I find archives incredibly exciting! Hardly a day in an archive goes by without making some sort of unexpected discovery. Sometimes a brief, bland catalogue description turns out to relate to a document which is way more fascinating than the description would lead anyone to expect. Other times strange coincidences happen. For example, we catalogued the court records relating to a man who was transported to Australia for stealing a leg of mutton from a butcher’s shop in the 1840s. A couple of weeks later we had an email enquiry from an Australian descendant of the same man asking if we had any information about her ancestor. Well, yes, as it happened we had!

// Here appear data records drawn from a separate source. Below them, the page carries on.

//! Language model capability
//!
//! `LanguageModel` is the seam every backend implements; `LlmRouter`
//! picks the backend for a `ModelChoice`, bounds each call with a
//! timeout and turns backend failures into degraded text so the
//! workflow keeps moving.

pub mod client;
pub mod chat;
pub mod ollama;
pub mod router;

pub use client::{GenerateOptions, LanguageModel};
pub use chat::ChatCompletionsClient;
pub use ollama::OllamaClient;
pub use router::{LlmRouter, CONNECT_ERROR_TEXT, INVALID_RESPONSE_TEXT};

use std::sync::Arc;

use crate::config::{BackendConfig, BackendKind};
use crate::errors::Result;

/// Build a backend from its configuration
pub fn backend_from_config(config: &BackendConfig) -> Result<Arc<dyn LanguageModel>> {
    let backend: Arc<dyn LanguageModel> = match config.kind {
        BackendKind::ChatCompletions => Arc::new(ChatCompletionsClient::from_config(config)?),
        BackendKind::Ollama => Arc::new(OllamaClient::from_config(config)?),
    };
    Ok(backend)
}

Another coincidence happened when a member of the public was searching for documents relating to a particular, slightly unusual occupation. We found a couple of 15th century deeds mentioning this occupation and ordered them down. They turned out to be the two parts of the same document. Let me explain …
Image: Wikimedia Commons
It used to be that when a property was sold (or other agreement made) a deed was drawn up with the same text written at both ends of a single piece of parchment. The parchment was then cut in two using a wavy or jagged “indented” line, as in the example above. Each party could then prove that their half of the deed was genuine by matching up the uneven edge with the other half of the indenture. Completely unknown to us, five hundred years after it was made we had acquired the two parts of this single indenture, each of them coming to us in completely separate archive collections. Seeing those two documents come back together after so long? Mind boggling! Then, totally failing to follow my own regular advice to Always Write Down References, I sent them back upstairs without remembering to record the reference numbers. I think I could find them again, but haven’t made it easy for myself!